As a result of this burden easing, the stress seems to have eased as well resulting in Rosa foreseeing something else in my near future:
Rosa said that due to the prior stress she had been very lenient with me and let a lot of things slide. But now, she sees no reason to get back on track with regard to the less playful and more genuine aspects of accountability and discipline that is part of our relationship. She said she will not hesitate to re-establish order.
Prior to this, our "DD" sort of went on hold. I was far too stressed to be held strictly accountable and she told me often how she would love to get back to where we were but did not have the heart to add real discipline on top of the ass-kicking life was handing me. It appears that situation has changed.
For those of you who practice DD, you know what this means. To those of you who are more into role-play and kinky spice, I should briefly explain that this comment from Rosa is not a "wow, glad that's over. Now we can really relax and play again"-type remark. It's more like when you were a kid and you were sick and your mother let a lot of things go by unpunished until the day you were all better and happy and energetic........and she called you over and said, "now that you're feeling better, we need to discuss some things." And you knew that you were guilty of all sorts of things that had nothing to do with your recent illness and now that there was no illness standing in the way, you were going to get it but good.

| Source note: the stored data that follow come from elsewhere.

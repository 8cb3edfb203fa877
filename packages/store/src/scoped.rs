//! Scoped views: stores with no entries of their own that expose a subtree of
//! a parent store.

use std::fmt;
use std::rc::Rc;

use crate::path::{MountPrefix, StorePath};
use crate::store::{push_replacing, Entry, Store, StoreHandle};

/// Views the part of a parent store under a mount prefix.
///
/// Reads see the parent's entries under the prefix with the prefix stripped
/// (`/blog/post-1` appears as `/post-1` through a view mounted at `/blog/`).
/// Writes rewrite paths back to the parent's terms and replace the parent's
/// in-scope entries, which recurses until it reaches the root store.
///
/// # Example
///
/// ```rust
/// use routefs_store::{PathStore, Store};
///
/// let root = PathStore::new(vec![
///     ("/home".to_string(), "H"),
///     ("/blog/post-1".to_string(), "P1"),
/// ]);
/// let blog = root.mount("/blog/");
///
/// assert_eq!(blog.get_element("/post-1"), Some("P1"));
///
/// blog.add_entry("/post-2", "P2");
/// assert_eq!(root.get_element("/blog/post-2"), Some("P2"));
/// assert_eq!(root.get_element("/home"), Some("H"));
/// ```
#[derive(Clone)]
pub struct ScopedView<T> {
    parent: StoreHandle<T>,
    prefix: MountPrefix,
}

impl<T: Clone + 'static> ScopedView<T> {
    pub fn new(parent: StoreHandle<T>, prefix: MountPrefix) -> Self {
        ScopedView { parent, prefix }
    }

    pub fn parent(&self) -> &StoreHandle<T> {
        &self.parent
    }

    /// The prefix, in the parent's terms, this view is mounted at.
    pub fn prefix(&self) -> &MountPrefix {
        &self.prefix
    }
}

impl<T: Clone + 'static> Store<T> for ScopedView<T> {
    fn entries(&self) -> Vec<Entry<T>> {
        self.parent
            .entries()
            .into_iter()
            .filter_map(|entry| {
                let path = self.prefix.relativize(&entry.path)?;
                Some(Entry {
                    path,
                    value: entry.value,
                })
            })
            .collect()
    }

    fn set_entries(&self, entries: Vec<(String, T)>) {
        let mut merged: Vec<Entry<T>> = self
            .parent
            .entries()
            .into_iter()
            .filter(|entry| !self.prefix.contains(&entry.path))
            .collect();

        for (path, value) in entries {
            let absolute = self.prefix.absolutize(&path);
            tracing::trace!(prefix = %self.prefix, path = %absolute, "scoped write");
            push_replacing(
                &mut merged,
                Entry {
                    path: absolute,
                    value,
                },
            );
        }

        self.parent
            .set_entries(merged.into_iter().map(Entry::into_pair).collect());
    }

    fn handle(&self) -> StoreHandle<T> {
        Rc::new(self.clone())
    }

    fn mount_path(&self) -> StorePath {
        let parent = MountPrefix::new(self.parent.mount_path().as_str());
        parent.join(&self.prefix).as_path().clone()
    }
}

impl<T> fmt::Debug for ScopedView<T> {
    fn fmt(&self, f: &mut fmt::Formatter<'_>) -> fmt::Result {
        f.debug_struct("ScopedView")
            .field("prefix", &self.prefix)
            .finish_non_exhaustive()
    }
}
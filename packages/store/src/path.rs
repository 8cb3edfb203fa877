//! Normalized absolute paths and mount prefixes.

use std::borrow::Borrow;
use std::fmt;

use serde::Deserialize;
use serde::Deserializer;
use serde::Serialize;
use serde::Serializer;

/// An absolute, `/`-separated path with `.`, `..` and empty segments resolved.
///
/// Any string can be turned into a `StorePath`; normalization never fails.
/// Paths that are not absolute are treated as if they were rooted at `/`, and
/// `..` segments that would climb above the root collapse onto it.
///
/// A trailing separator is significant and preserved, as it is when resolving
/// a relative reference against a URL: `a/b/` normalizes to `/a/b/`, and a
/// trailing `.` or `..` segment also leaves the result ending in `/`.
///
/// # Examples
///
/// ```rust
/// use routefs_store::StorePath;
///
/// assert_eq!(StorePath::normalize("blog/post-1").as_str(), "/blog/post-1");
/// assert_eq!(StorePath::normalize("/a//b/./c/../d").as_str(), "/a/b/d");
/// assert_eq!(StorePath::normalize("../../etc").as_str(), "/etc");
/// assert_eq!(StorePath::normalize("/blog/").as_str(), "/blog/");
/// ```
#[derive(Clone, Debug, Hash, PartialEq, Eq, PartialOrd, Ord)]
pub struct StorePath(String);

impl StorePath {
    /// The root path, `/`.
    pub fn root() -> Self {
        StorePath("/".to_string())
    }

    /// Canonicalize an arbitrary path string.
    pub fn normalize(raw: &str) -> Self {
        let mut segments: Vec<&str> = Vec::new();
        let mut trailing_slash = false;

        for segment in raw.split('/') {
            trailing_slash = false;
            match segment {
                "" | "." => trailing_slash = true,
                ".." => {
                    segments.pop();
                    trailing_slash = true;
                }
                other => segments.push(other),
            }
        }

        let mut normalized = String::with_capacity(raw.len() + 1);
        normalized.push('/');
        normalized.push_str(&segments.join("/"));
        if trailing_slash && !segments.is_empty() {
            normalized.push('/');
        }
        StorePath(normalized)
    }

    pub fn as_str(&self) -> &str {
        &self.0
    }

    pub fn into_string(self) -> String {
        self.0
    }

    /// True for the root path `/`.
    pub fn is_root(&self) -> bool {
        self.0 == "/"
    }

    /// The path without its leading slash.
    pub fn relative(&self) -> &str {
        &self.0[1..]
    }

    /// Iterate over the segments after the leading slash.
    ///
    /// A path with a trailing slash yields a final empty segment, and the root
    /// yields a single empty segment.
    pub fn segments(&self) -> impl Iterator<Item = &str> {
        self.relative().split('/')
    }

    /// Project this path onto its first segment.
    ///
    /// A first segment followed by anything else is reported as a directory
    /// (`/name/`), a lone segment as a file (`/name`). The root projects to
    /// itself.
    pub fn top_level_name(&self) -> String {
        if self.is_root() {
            return "/".to_string();
        }
        match self.relative().split_once('/') {
            Some((first, _)) => format!("/{}/", first),
            None => self.0.clone(),
        }
    }
}

impl fmt::Display for StorePath {
    fn fmt(&self, f: &mut fmt::Formatter<'_>) -> fmt::Result {
        f.write_str(&self.0)
    }
}

impl AsRef<str> for StorePath {
    fn as_ref(&self) -> &str {
        &self.0
    }
}

impl Borrow<str> for StorePath {
    fn borrow(&self) -> &str {
        &self.0
    }
}

impl From<&str> for StorePath {
    fn from(raw: &str) -> Self {
        StorePath::normalize(raw)
    }
}

impl From<String> for StorePath {
    fn from(raw: String) -> Self {
        StorePath::normalize(&raw)
    }
}

impl PartialEq<str> for StorePath {
    fn eq(&self, other: &str) -> bool {
        self.0 == other
    }
}

impl PartialEq<&str> for StorePath {
    fn eq(&self, other: &&str) -> bool {
        self.0 == *other
    }
}

impl Serialize for StorePath {
    fn serialize<S>(&self, serializer: S) -> Result<S::Ok, S::Error>
    where
        S: Serializer,
    {
        serializer.serialize_str(&self.0)
    }
}

impl<'de> Deserialize<'de> for StorePath {
    fn deserialize<D>(deserializer: D) -> Result<StorePath, D::Error>
    where
        D: Deserializer<'de>,
    {
        let s: String = Deserialize::deserialize(deserializer)?;
        Ok(StorePath::normalize(&s))
    }
}

/// The subtree a scoped view exposes: a normalized path ending in `/`.
#[derive(Clone, Debug, Hash, PartialEq, Eq, PartialOrd, Ord)]
pub struct MountPrefix(StorePath);

impl MountPrefix {
    /// Normalize `raw` into a mount prefix, adding the trailing slash if it is
    /// missing.
    pub fn new(raw: &str) -> Self {
        let StorePath(mut normalized) = StorePath::normalize(raw);
        if !normalized.ends_with('/') {
            normalized.push('/');
        }
        MountPrefix(StorePath(normalized))
    }

    pub fn as_str(&self) -> &str {
        self.0.as_str()
    }

    pub fn as_path(&self) -> &StorePath {
        &self.0
    }

    /// True when `path` lies inside this prefix.
    pub fn contains(&self, path: &StorePath) -> bool {
        path.as_str().starts_with(self.as_str())
    }

    /// Rewrite an absolute path to be relative to this prefix.
    ///
    /// The prefix's trailing slash becomes the result's leading slash.
    /// Returns `None` for paths outside the prefix.
    pub fn relativize(&self, path: &StorePath) -> Option<StorePath> {
        if !self.contains(path) {
            return None;
        }
        let cut = self.as_str().len() - 1;
        Some(StorePath(path.as_str()[cut..].to_string()))
    }

    /// Rewrite a path relative to this prefix into an absolute one.
    ///
    /// The relative path is resolved against the prefix's own root first, so
    /// `..` segments cannot climb out of the prefix.
    pub fn absolutize(&self, relative: &str) -> StorePath {
        let contained = StorePath::normalize(relative);
        StorePath(format!("{}{}", self.as_str(), contained.relative()))
    }

    /// Compose a nested prefix: `self` followed by `inner`.
    #[must_use]
    pub fn join(&self, inner: &MountPrefix) -> MountPrefix {
        MountPrefix(StorePath(format!("{}{}", self.as_str(), inner.0.relative())))
    }
}

impl fmt::Display for MountPrefix {
    fn fmt(&self, f: &mut fmt::Formatter<'_>) -> fmt::Result {
        f.write_str(self.as_str())
    }
}

impl From<&str> for MountPrefix {
    fn from(raw: &str) -> Self {
        MountPrefix::new(raw)
    }
}
use std::collections::BTreeSet;
use std::path::{Path, PathBuf};

use routefs_store::{Store, StorePath};

use crate::scan::{discover, route_key, RouteFile};
use crate::{RouteScanConfig, ScanError};

/// What happened to a watched file.
#[derive(Debug, Clone, Copy, PartialEq, Eq)]
pub enum WatchEventKind {
    Add,
    Change,
    Unlink,
}

/// A file-system notification for a single path.
#[derive(Debug, Clone, PartialEq, Eq)]
pub struct WatchEvent {
    pub kind: WatchEventKind,
    pub path: PathBuf,
}

impl WatchEvent {
    pub fn new(kind: WatchEventKind, path: impl Into<PathBuf>) -> Self {
        WatchEvent {
            kind,
            path: path.into(),
        }
    }
}

/// The route files that appeared, disappeared or changed since the last scan.
#[derive(Debug, Clone, Default, PartialEq, Eq)]
pub struct RouteChanges {
    pub added: Vec<RouteFile>,
    pub removed: Vec<RouteFile>,
    pub changed: Vec<RouteFile>,
}

impl RouteChanges {
    pub fn is_empty(&self) -> bool {
        self.added.is_empty() && self.removed.is_empty() && self.changed.is_empty()
    }
}

/// The file set seen by the previous scan.
///
/// Owned by whoever drives the rescans; each watcher keeps its own.
#[derive(Debug, Clone, Default)]
pub struct RescanState {
    previous: BTreeSet<PathBuf>,
}

impl RescanState {
    /// Start with no known files, so the first relevant event reports every
    /// route file as added.
    pub fn new() -> Self {
        Self::default()
    }

    /// Start from an existing scan, e.g. the one used to seed the store.
    pub fn from_files(files: &[RouteFile]) -> Self {
        RescanState {
            previous: files.iter().map(|r| r.file.clone()).collect(),
        }
    }

    pub fn previous(&self) -> impl Iterator<Item = &Path> {
        self.previous.iter().map(PathBuf::as_path)
    }

    /// Rescan after `event` and report what changed.
    ///
    /// Events for files without the configured extension are ignored.
    /// Returns `None` when nothing changed; the remembered file set is only
    /// updated when something did.
    pub fn observe(
        &mut self,
        config: &RouteScanConfig,
        event: &WatchEvent,
    ) -> Result<Option<RouteChanges>, ScanError> {
        if !config.matches(&event.path) {
            return Ok(None);
        }

        let current = discover(config)?;
        let current_files: BTreeSet<PathBuf> = current.iter().map(|r| r.file.clone()).collect();

        let added: Vec<RouteFile> = current
            .iter()
            .filter(|r| !self.previous.contains(&r.file))
            .cloned()
            .collect();
        let removed: Vec<RouteFile> = self
            .previous
            .difference(&current_files)
            .filter_map(|file| to_route_file(config, file))
            .collect();
        let changed: Vec<RouteFile> = match event.kind {
            WatchEventKind::Change => to_route_file(config, &event.path).into_iter().collect(),
            WatchEventKind::Add | WatchEventKind::Unlink => Vec::new(),
        };

        let changes = RouteChanges {
            added,
            removed,
            changed,
        };
        if changes.is_empty() {
            return Ok(None);
        }

        tracing::info!(
            added = changes.added.len(),
            removed = changes.removed.len(),
            changed = changes.changed.len(),
            "route files changed"
        );
        self.previous = current_files;
        Ok(Some(changes))
    }
}

fn to_route_file(config: &RouteScanConfig, file: &Path) -> Option<RouteFile> {
    let key = route_key(&config.root, file, &config.extension)?;
    Some(RouteFile {
        key,
        file: file.to_path_buf(),
    })
}

/// Bring `store` in line with `changes`.
///
/// Every added or changed file is loaded before the store is touched, so a
/// loader failure leaves the store as it was.
pub fn apply_changes<T, S, F>(
    store: &S,
    changes: &RouteChanges,
    mut loader: F,
) -> Result<(), ScanError>
where
    S: Store<T> + ?Sized,
    F: FnMut(&RouteFile) -> Result<T, ScanError>,
{
    let mut updates = Vec::with_capacity(changes.added.len() + changes.changed.len());
    for route in changes.added.iter().chain(&changes.changed) {
        updates.push((route.key.clone(), loader(route)?));
    }

    let removed: Vec<StorePath> = changes
        .removed
        .iter()
        .map(|r| StorePath::normalize(&r.key))
        .collect();
    if !removed.is_empty() {
        store.remove_entries(&removed);
    }
    if !updates.is_empty() {
        store.add_entries(updates);
    }
    Ok(())
}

To be honest, I think I've given my Honey enough attitude in the last couple of months to justify her apparent eagerness to get me back on track. I doubt I could not even seek support from my step-kids (who I've been snippy with as well) or even my neighbor, Marta (who has heard me snap at Rosa more than once), on this score! So I am resolved to whatever she decides. And knowing her as I do, I doubt it will be as enjoyable for me as it will be for her.